PROBLEM TO SOLVE:
Go through the data line by line from the top, retyping each exactly, and end with the line that contains "use crate::RetryConfigError;".
═══ DATA FOR THIS TASK ═══
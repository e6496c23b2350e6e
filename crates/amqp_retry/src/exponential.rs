// Copyright (c) Microsoft Corporation.
// Licensed under the MIT License.

use std::hash::{Hash, Hasher};
use std::time::Duration;

use crate::RetryConfigError;
use crate::backoff::BackoffRange;
use crate::constants::{DEFAULT_MAX_BACKOFF, DEFAULT_MAX_RETRY_COUNT, DEFAULT_MIN_BACKOFF};
use crate::rnd::Rnd;

/// Exponential backoff with jitter, bounded by a minimal and a maximum backoff.
///
/// Each interval is the minimal backoff plus a growth term that doubles with every attempt and
/// reaches the full `max - min` span at the retry ceiling. The growth term is jittered by ±25%
/// so that many clients failing at once do not retry in lockstep, and the result is clamped to
/// `[min_backoff, max_backoff]`.
///
/// The policy keeps a retry counter for a single operation chain. Use [`Clone`] to obtain an
/// independent policy for another chain. Equality and hashing consider the configuration and
/// the current retry count; the jitter source is ignored.
///
/// Most callers use this type through [`RetryPolicy`][crate::RetryPolicy].
///
/// # Examples
///
/// ```rust
/// use std::time::Duration;
///
/// use amqp_retry::ExponentialRetry;
///
/// let mut retry = ExponentialRetry::new(Duration::from_secs(15), Duration::from_secs(45), 4)?;
///
/// retry.increment_retry_count();
/// let first = retry.next_retry_interval(Duration::ZERO, Duration::from_secs(60)).unwrap();
///
/// retry.increment_retry_count();
/// let second = retry.next_retry_interval(Duration::ZERO, Duration::from_secs(60) - first).unwrap();
///
/// assert!(second > first);
/// # Ok::<(), amqp_retry::RetryConfigError>(())
/// ```
#[derive(Debug, Clone)]
pub struct ExponentialRetry {
    range: BackoffRange,
    max_retry_count: u32,
    retry_count: u32,
    rnd: Rnd,
}

impl ExponentialRetry {
    /// Creates a policy with the given bounds and retry ceiling.
    ///
    /// # Errors
    ///
    /// Returns [`RetryConfigError::BackoffRange`] when `max_backoff` is smaller than
    /// `min_backoff`.
    pub fn new(min_backoff: Duration, max_backoff: Duration, max_retry_count: u32) -> Result<Self, RetryConfigError> {
        if max_backoff < min_backoff {
            return Err(RetryConfigError::BackoffRange {
                min: min_backoff,
                max: max_backoff,
            });
        }

        Ok(Self {
            range: BackoffRange {
                min: min_backoff,
                max: max_backoff,
            },
            max_retry_count,
            retry_count: 0,
            rnd: Rnd::default(),
        })
    }

    /// Makes the jitter deterministic.
    ///
    /// With a seed, the interval for a given retry count is always the same, which keeps
    /// tests and reproductions stable. Policies with the same seed and configuration produce
    /// identical interval sequences.
    #[must_use]
    pub fn with_jitter_seed(self, seed: u64) -> Self {
        Self {
            rnd: Rnd::Seeded(seed),
            ..self
        }
    }

    #[cfg(test)]
    pub(crate) fn with_rnd(self, rnd: Rnd) -> Self {
        Self { rnd, ..self }
    }

    /// Returns the floor applied to every interval.
    #[must_use]
    pub fn min_backoff(&self) -> Duration {
        self.range.min
    }

    /// Returns the cap applied to every interval.
    #[must_use]
    pub fn max_backoff(&self) -> Duration {
        self.range.max
    }

    /// Returns the retry ceiling.
    #[must_use]
    pub fn max_retry_count(&self) -> u32 {
        self.max_retry_count
    }

    /// Returns the number of retries counted so far.
    #[must_use]
    pub fn retry_count(&self) -> u32 {
        self.retry_count
    }

    /// Counts one more retry and returns the count before the increment.
    pub fn increment_retry_count(&mut self) -> u32 {
        let previous = self.retry_count;
        self.retry_count = previous.saturating_add(1);
        previous
    }

    /// Sets the retry count back to zero, keeping the configuration.
    pub fn reset(&mut self) {
        self.retry_count = 0;
    }

    /// Computes how long to wait before the next attempt.
    ///
    /// Returns `None` when the retry ceiling has been reached or when the interval would not
    /// fit into `remaining`. Calling this method does not change the retry count.
    #[must_use]
    pub fn next_retry_interval(&self, base_wait: Duration, remaining: Duration) -> Option<Duration> {
        if self.retry_count >= self.max_retry_count {
            self.emit_denied("retries_exhausted", remaining);
            return None;
        }

        let interval = self.range.interval(base_wait, self.retry_count, self.max_retry_count, &self.rnd);

        if interval > remaining {
            self.emit_denied("deadline", remaining);
            return None;
        }

        Some(interval)
    }

    #[cfg_attr(
        not(any(feature = "logs", test)),
        expect(unused_variables, clippy::unused_self, reason = "unused when logs feature not used")
    )]
    fn emit_denied(&self, reason: &'static str, remaining: Duration) {
        #[cfg(any(feature = "logs", test))]
        tracing::event!(
            name: "amqp_retry.retry_denied",
            tracing::Level::DEBUG,
            reason,
            retry.count = self.retry_count,
            retry.max_count = self.max_retry_count,
            retry.remaining = remaining.as_secs_f32(),
        );
    }
}

impl Default for ExponentialRetry {
    fn default() -> Self {
        Self {
            range: BackoffRange {
                min: DEFAULT_MIN_BACKOFF,
                max: DEFAULT_MAX_BACKOFF,
            },
            max_retry_count: DEFAULT_MAX_RETRY_COUNT,
            retry_count: 0,
            rnd: Rnd::default(),
        }
    }
}

impl PartialEq for ExponentialRetry {
    fn eq(&self, other: &Self) -> bool {
        self.range == other.range && self.max_retry_count == other.max_retry_count && self.retry_count == other.retry_count
    }
}

impl Eq for ExponentialRetry {}

impl Hash for ExponentialRetry {
    fn hash<H: Hasher>(&self, state: &mut H) {
        self.range.hash(state);
        self.max_retry_count.hash(state);
        self.retry_count.hash(state);
    }
}
// Copyright (c) Microsoft Corporation.
// Licensed under the MIT License.

#![cfg_attr(coverage_nightly, feature(coverage_attribute))]
#![cfg_attr(docsrs, feature(doc_cfg))]
#![cfg_attr(
    not(feature = "tokio"),
    expect(
        rustdoc::broken_intra_doc_links,
        reason = "retry_with_policy only exists with the tokio feature"
    )
)]

//! Retry and backoff decisions for AMQP links, sessions, and connections.
//!
//! When an AMQP operation fails, the client has to decide whether to try again and how long to
//! wait first. This crate makes that decision: it counts retries, grows the wait exponentially
//! with jitter, refuses to retry failures that are permanent, and never grants a wait that would
//! overrun the caller's deadline.
//!
//! The policy performs no I/O and never sleeps; the caller owns the clock and passes the
//! remaining time budget with each question. The optional [`retry_with_policy`] helper wires a
//! policy to the `tokio` timer for the common case.
//!
//! # Core Types
//!
//! - [`RetryPolicy`]: The policy contract, either [`RetryPolicy::NoRetry`] or exponential.
//! - [`ExponentialRetry`]: Exponential backoff with jitter and a retry ceiling.
//! - [`RetryOptions`]: Loadable configuration that builds a [`RetryPolicy`].
//! - [`Retryable`]: Implemented by failures so the policy can tell transient from permanent.
//!
//! # Examples
//!
//! ```rust
//! use std::time::Duration;
//!
//! use amqp_retry::{AmqpError, ErrorCondition, RetryPolicy};
//!
//! let mut policy = RetryPolicy::default_retry();
//! let mut remaining = Duration::from_secs(60);
//!
//! let error = AmqpError::new(ErrorCondition::ServerBusy, "namespace is throttled");
//!
//! policy.increment_retry_count();
//! if let Some(delay) = policy.next_retry_interval_for(&error, remaining) {
//!     // sleep for `delay`, then try again
//!     remaining -= delay;
//! }
//! ```
//!
//! # Features
//!
//! - `logs`: Emits `tracing` events when a retry is granted or denied.
//! - `serde`: Implements `Serialize` and `Deserialize` for [`RetryOptions`].
//! - `tokio`: Enables [`retry_with_policy`], a retry loop driven by the `tokio` timer.

#[doc(inline)]
pub use amqp_condition::{AmqpError, ErrorCondition, ErrorContext, Retryable, UnknownConditionError};

mod backoff;
mod constants;
mod error;
mod exponential;
mod options;
mod policy;
mod rnd;

pub use constants::{DEFAULT_MAX_BACKOFF, DEFAULT_MAX_RETRY_COUNT, DEFAULT_MIN_BACKOFF, SERVER_BUSY_BASE_WAIT};
pub use error::RetryConfigError;
pub use exponential::ExponentialRetry;
pub use options::{RetryMode, RetryOptions};
pub use policy::RetryPolicy;

#[cfg(any(feature = "tokio", test))]
mod run;

#[cfg(any(feature = "tokio", test))]
#[cfg_attr(docsrs, doc(cfg(feature = "tokio")))]
pub use run::retry_with_policy;

#[cfg_attr(coverage_nightly, coverage(off))]
#[cfg(test)]
pub(crate) mod testing;
// Copyright (c) Microsoft Corporation.
// Licensed under the MIT License.

use std::time::Duration;

/// An error raised when a retry policy is configured with values it cannot honor.
///
/// Deciding whether to retry never fails; only construction does.
#[derive(Debug, Clone, PartialEq, Eq, thiserror::Error)]
#[non_exhaustive]
pub enum RetryConfigError {
    /// The maximum backoff is smaller than the minimal backoff.
    #[error("maximum backoff {max:?} is smaller than minimal backoff {min:?}")]
    BackoffRange {
        /// The configured minimal backoff.
        min: Duration,
        /// The configured maximum backoff.
        max: Duration,
    },
}

#[cfg_attr(coverage_nightly, coverage(off))]
#[cfg(test)]
mod tests {
    use super::*;

    #[test]
    fn assert_types() {
        static_assertions::assert_impl_all!(RetryConfigError: Send, Sync, std::error::Error);
    }

    #[test]
    fn backoff_range_message() {
        let error = RetryConfigError::BackoffRange {
            min: Duration::from_secs(10),
            max: Duration::from_secs(5),
        };

        assert_eq!(error.to_string(), "maximum backoff 5s is smaller than minimal backoff 10s");
    }
}
// Copyright (c) Microsoft Corporation.
// Licensed under the MIT License.

use std::borrow::Cow;
use std::error::Error;
use std::fmt::{Debug, Display, Formatter};

use crate::{ErrorCondition, ErrorContext, Retryable};

/// Returned when parsing an [`ErrorCondition`] from a symbol this crate does not know about.
#[derive(Debug, Clone, PartialEq, Eq, thiserror::Error)]
#[error("unknown AMQP error condition '{symbol}'")]
pub struct UnknownConditionError {
    symbol: String,
}

impl UnknownConditionError {
    pub(crate) fn new(symbol: &str) -> Self {
        Self {
            symbol: symbol.to_owned(),
        }
    }

    /// Returns the symbol that failed to parse.
    #[must_use]
    pub fn symbol(&self) -> &str {
        &self.symbol
    }
}

/// A failure raised by an AMQP operation.
///
/// The error carries everything a retry policy needs to decide whether another attempt is
/// worthwhile: the [`ErrorCondition`] reported by the peer (if any), whether the failure is
/// transient, and an [`ErrorContext`] for diagnostics.
///
/// By default, the transient flag follows [`ErrorCondition::is_transient`]. Failures without
/// a condition are permanent unless created with [`AmqpError::transient`] or
/// [`AmqpError::retryable`] overrides the classification.
///
/// # Examples
///
/// ```rust
/// use amqp_condition::{AmqpError, ErrorCondition, ErrorContext, Retryable};
///
/// let error = AmqpError::new(ErrorCondition::ServerBusy, "namespace is throttled")
///     .with_context(ErrorContext::new("contoso.servicebus.windows.net").entity_path("orders"));
///
/// assert!(error.is_transient());
/// assert_eq!(
///     error.to_string(),
///     "namespace is throttled, condition: com.microsoft:server-busy, context: contoso.servicebus.windows.net/orders"
/// );
/// ```
pub struct AmqpError {
    message: Cow<'static, str>,
    condition: Option<ErrorCondition>,
    transient: bool,
    context: Option<ErrorContext>,
    source: Option<Box<dyn Error + Send + Sync + 'static>>,
}

impl AmqpError {
    /// Creates an error for a condition reported by the peer.
    #[must_use]
    pub fn new(condition: ErrorCondition, message: impl Into<Cow<'static, str>>) -> Self {
        Self {
            message: message.into(),
            condition: Some(condition),
            transient: condition.is_transient(),
            context: None,
            source: None,
        }
    }

    /// Creates a transient error that has no associated condition, such as a dropped socket.
    #[must_use]
    pub fn transient(message: impl Into<Cow<'static, str>>) -> Self {
        Self {
            message: message.into(),
            condition: None,
            transient: true,
            context: None,
            source: None,
        }
    }

    /// Creates a permanent error that has no associated condition.
    #[must_use]
    pub fn permanent(message: impl Into<Cow<'static, str>>) -> Self {
        Self {
            message: message.into(),
            condition: None,
            transient: false,
            context: None,
            source: None,
        }
    }

    /// Overrides the transient classification.
    #[must_use]
    pub fn retryable(self, transient: bool) -> Self {
        Self { transient, ..self }
    }

    /// Attaches diagnostic context.
    #[must_use]
    pub fn with_context(self, context: ErrorContext) -> Self {
        Self {
            context: Some(context),
            ..self
        }
    }

    /// Attaches the underlying cause.
    #[must_use]
    pub fn caused_by(self, source: impl Error + Send + Sync + 'static) -> Self {
        Self {
            source: Some(Box::new(source)),
            ..self
        }
    }

    /// Returns the message describing the failure.
    #[must_use]
    pub fn message(&self) -> &str {
        &self.message
    }
}

impl Retryable for AmqpError {
    fn is_transient(&self) -> bool {
        self.transient
    }

    fn condition(&self) -> Option<ErrorCondition> {
        self.condition
    }

    fn context(&self) -> Option<&ErrorContext> {
        self.context.as_ref()
    }
}

impl Display for AmqpError {
    fn fmt(&self, f: &mut Formatter<'_>) -> std::fmt::Result {
        f.write_str(&self.message)?;

        if let Some(condition) = self.condition {
            write!(f, ", condition: {condition}")?;
        }

        if let Some(context) = &self.context {
            write!(f, ", context: {context}")?;
        }

        Ok(())
    }
}

impl Debug for AmqpError {
    fn fmt(&self, f: &mut Formatter<'_>) -> std::fmt::Result {
        f.debug_struct("AmqpError")
            .field("message", &self.message)
            .field("condition", &self.condition)
            .field("transient", &self.transient)
            .field("context", &self.context)
            .field("source", &self.source)
            .finish()
    }
}

impl Error for AmqpError {
    fn source(&self) -> Option<&(dyn Error + 'static)> {
        self.source.as_deref().map(|source| source as &(dyn Error + 'static))
    }
}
═══
REPLY:
repository e6496c23b2350e6e
filename crates/amqp_retry/src/exponential.rs
// Copyright (c) Microsoft Corporation.
// Licensed under the MIT License.

use std::hash::{Hash, Hasher};
use std::time::Duration;

use crate::RetryConfigError;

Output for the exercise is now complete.